Mozart ; Kozena ; Immerseel ; Rattle. Il faut
reconnaître que l’affiche fait rêver. Elle, est une
mozartienne à l’humanité trouble ; un
Chérubin de velours incarnat ; un Idamante sculptural. Lui
(Rattle) fait le grand écart entre Rameau, Mozart et Mahler avec
une versatilité profondément intuitive. Elle sait
être friponne. Lui connaît la science de
l’allègement, de la ciselure des contre-chants comme peu.

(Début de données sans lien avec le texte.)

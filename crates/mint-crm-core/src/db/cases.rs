// Copyright (C) 2025 MINT CRM contributors
// SPDX-License-Identifier: AGPL-3.0-or-later
//! Cases.

use chrono::{DateTime, Utc};
use sqlx::postgres::PgArguments;
use sqlx::query::QueryAs;
use sqlx::types::Json;
use sqlx::{PgPool, Postgres};

use super::{LabelCount, PageRequest, order_by, priority_rank, search_pattern};
use crate::models::{Case, CaseFilter, CaseListItem, CasePatch, CaseStatus, NewCase, Priority};
use crate::permissions::CaseScope;
use crate::services::case_numbers::{ALLOCATION_LOCK_KEY, next_case_number};

const CASE_ORDERING: &[(&str, &str)] = &[
    ("created_at", "c.created_at"),
    ("updated_at", "c.updated_at"),
    ("due_date", "c.due_date"),
    ("priority", priority_rank!("c.priority")),
    ("status", "c.status"),
    ("case_number", "c.case_number"),
];

const DEFAULT_CASE_ORDER: &str = concat!(priority_rank!("c.priority"), " DESC, c.created_at DESC");

const CASE_SELECT_SQL: &str = r#"
    SELECT c.*,
           TRIM(cu.first_name || ' ' || cu.last_name) AS customer_name,
           cu.email AS customer_email,
           co.name AS company_name,
           COALESCE(NULLIF(TRIM(au.first_name || ' ' || au.last_name), ''), au.email)
               AS assigned_to_name,
           (SELECT COUNT(*) FROM case_responses r WHERE r.case_id = c.id) AS response_count
    FROM cases c
    JOIN contacts cu ON cu.id = c.customer_id
    LEFT JOIN companies co ON co.id = c.company_id
    LEFT JOIN users au ON au.id = c.assigned_to_id
"#;

const CASE_FROM_SQL: &str = r#"
    FROM cases c
    JOIN contacts cu ON cu.id = c.customer_id
    LEFT JOIN companies co ON co.id = c.company_id
    LEFT JOIN users au ON au.id = c.assigned_to_id
"#;

const CASE_FILTER_SQL: &str = r#"
    ($1::TEXT IS NULL OR c.status = $1)
    AND ($2::TEXT IS NULL OR c.priority = $2)
    AND ($3::TEXT IS NULL OR c.category = $3)
    AND ($4::TEXT IS NULL OR c.source = $4)
    AND ($5::BIGINT IS NULL OR c.assigned_to_id = $5)
    AND ($6::BIGINT IS NULL OR c.customer_id = $6)
    AND ($7::BIGINT IS NULL OR c.company_id = $7)
    AND ($8::BIGINT IS NULL OR c.created_by_id = $8)
    AND ($9::TEXT IS NULL OR (
        c.case_number ILIKE $9 OR c.title ILIKE $9 OR c.description ILIKE $9
        OR cu.first_name ILIKE $9 OR cu.last_name ILIKE $9 OR cu.email ILIKE $9
        OR co.name ILIKE $9
        OR au.first_name ILIKE $9 OR au.last_name ILIKE $9 OR au.email ILIKE $9
    ))
    AND ($10::TEXT = 'all'
        OR ($10::TEXT = 'agent' AND (c.assigned_to_id = $11 OR c.assigned_to_id IS NULL))
        OR ($10::TEXT = 'customer' AND cu.user_id = $11))
    AND ($12::TIMESTAMPTZ IS NULL OR c.created_at >= $12)
    AND ($13::BOOLEAN IS NOT TRUE OR (
        c.priority IN ('urgent', 'high') AND c.status IN ('new', 'assigned', 'in_progress')
    ))
"#;

/// Extra narrowing used by dashboard-style actions on top of a [`CaseFilter`].
#[derive(Debug, Clone, Copy, Default)]
pub struct CaseQueryExtras {
    /// Only cases created at or after this instant.
    pub created_after: Option<DateTime<Utc>>,
    /// Only open high/urgent cases.
    pub urgent_only: bool,
}
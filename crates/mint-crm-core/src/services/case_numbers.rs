// Copyright (C) 2025 MINT CRM contributors
// SPDX-License-Identifier: AGPL-3.0-or-later
//! Human-facing case numbers: `CASE-` followed by a zero padded sequence.

/// Prefix shared by every case number.
pub const PREFIX: &str = "CASE-";

/// Advisory lock key serialising number allocation ("CASENUM" in ASCII).
pub const ALLOCATION_LOCK_KEY: i64 = 0x4341_5345_4e55_4d;

/// Format a sequence value, padding to at least six digits.
pub fn format_case_number(n: i64) -> String {
    format!("{PREFIX}{n:06}")
}

/// Sequence value of a case number, taken from after the last `-`.
pub fn parse_case_number(case_number: &str) -> Option<i64> {
    case_number
        .rsplit_once('-')
        .and_then(|(_, digits)| digits.parse::<i64>().ok())
        .filter(|n| *n > 0)
}

/// Number following the highest one in use, or `CASE-000001` when none is.
pub fn next_case_number(highest: Option<i64>) -> String {
    format_case_number(highest.unwrap_or(0) + 1)
}

#[cfg(test)]
mod tests {
    use super::*;

    #[test]
    fn test_first_number() {
        assert_eq!(next_case_number(None), "CASE-000001");
    }

    #[test]
    fn test_increments_highest() {
        assert_eq!(next_case_number(Some(41)), "CASE-000042");
        assert_eq!(next_case_number(Some(999_999)), "CASE-1000000");
    }

    #[test]
    fn test_parse() {
        assert_eq!(parse_case_number("CASE-000123"), Some(123));
        assert_eq!(parse_case_number("CASE-1000000"), Some(1_000_000));
        assert_eq!(parse_case_number("CASE-abc"), None);
        assert_eq!(parse_case_number("garbage"), None);
        assert_eq!(parse_case_number("CASE-000000"), None);
    }

    #[test]
    fn test_unparsable_highest_restarts_sequence() {
        assert_eq!(
            next_case_number(parse_case_number("legacy ticket")),
            "CASE-000001"
        );
    }
}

Eux deux sont une somme de métier qui devrait faire merveille
dans ce programme-ci. Le métier ; le métier ;
le métier !
« Je crois que le petit air que j’ai fait pour la
Ferrarese plaira, si elle est capable de le chanter sans artifice, ce
dont je doute fort », écrit Mozart à sa femme
lors de la reprise des Nozze.
Artifice ! Aïe, le mot est dit. J’ai peur que ce beau,
ce très beau disque ne soit justement
« qu’un » feu d’artifices.
Brillant ; calibré ; millimétré ;
assurément impressionnant. Mais…
Mais il y a dans les têtes de nos musiciens trop de choses
qu’ils ne parviennent pas à oublier. Trop de
science ; trop de notes ; pas assez de naturel. Il y a un
soin du détail tellement fouillé, succulemment
apprêté que la vie s’y perd. Tant de son, tant de
nuances.
La démonstration est époustouflante. Rarement Fiordiligi aura connu un aussi beau rondo
du strict point de vue musical. La ligne en apesanteur susurrée
appuyée sur un souffle inépuisable est parée
d’étonnantes couleurs automnales, d’un sfumato
bruissant. La qualité du grave, à peine effleuré,
passe comme un songe. Le tableau est le même chez Susanne
simplement hors du temps. Et Vitellia connaîtra les mêmes
miracles, l’animation en plus. Fiordiligi, Susanne,
Vitellia ; je rajoute Ilia.
Vérification faite sur le coffret, Kozena est toujours bien
mezzo (même si le mot n’existait pas à
l’époque de Mozart et que la cantatrice a
déjà montré que Cléopâtre et autres
lui allaient comme un gant). Or Kozena, mezzo, ne varie rien, n’a
qu’une voix pour tout cela (cette voix fût-elle
exceptionnelle de moelleux, de colorations et de lumière
profuse) ; elle ne propose qu’un visage, qu’une pose
là où l’on aurait voulu des larmes, des pleurs, des
sourires. La musique est belle mais Mozart ne se contente pas de cela.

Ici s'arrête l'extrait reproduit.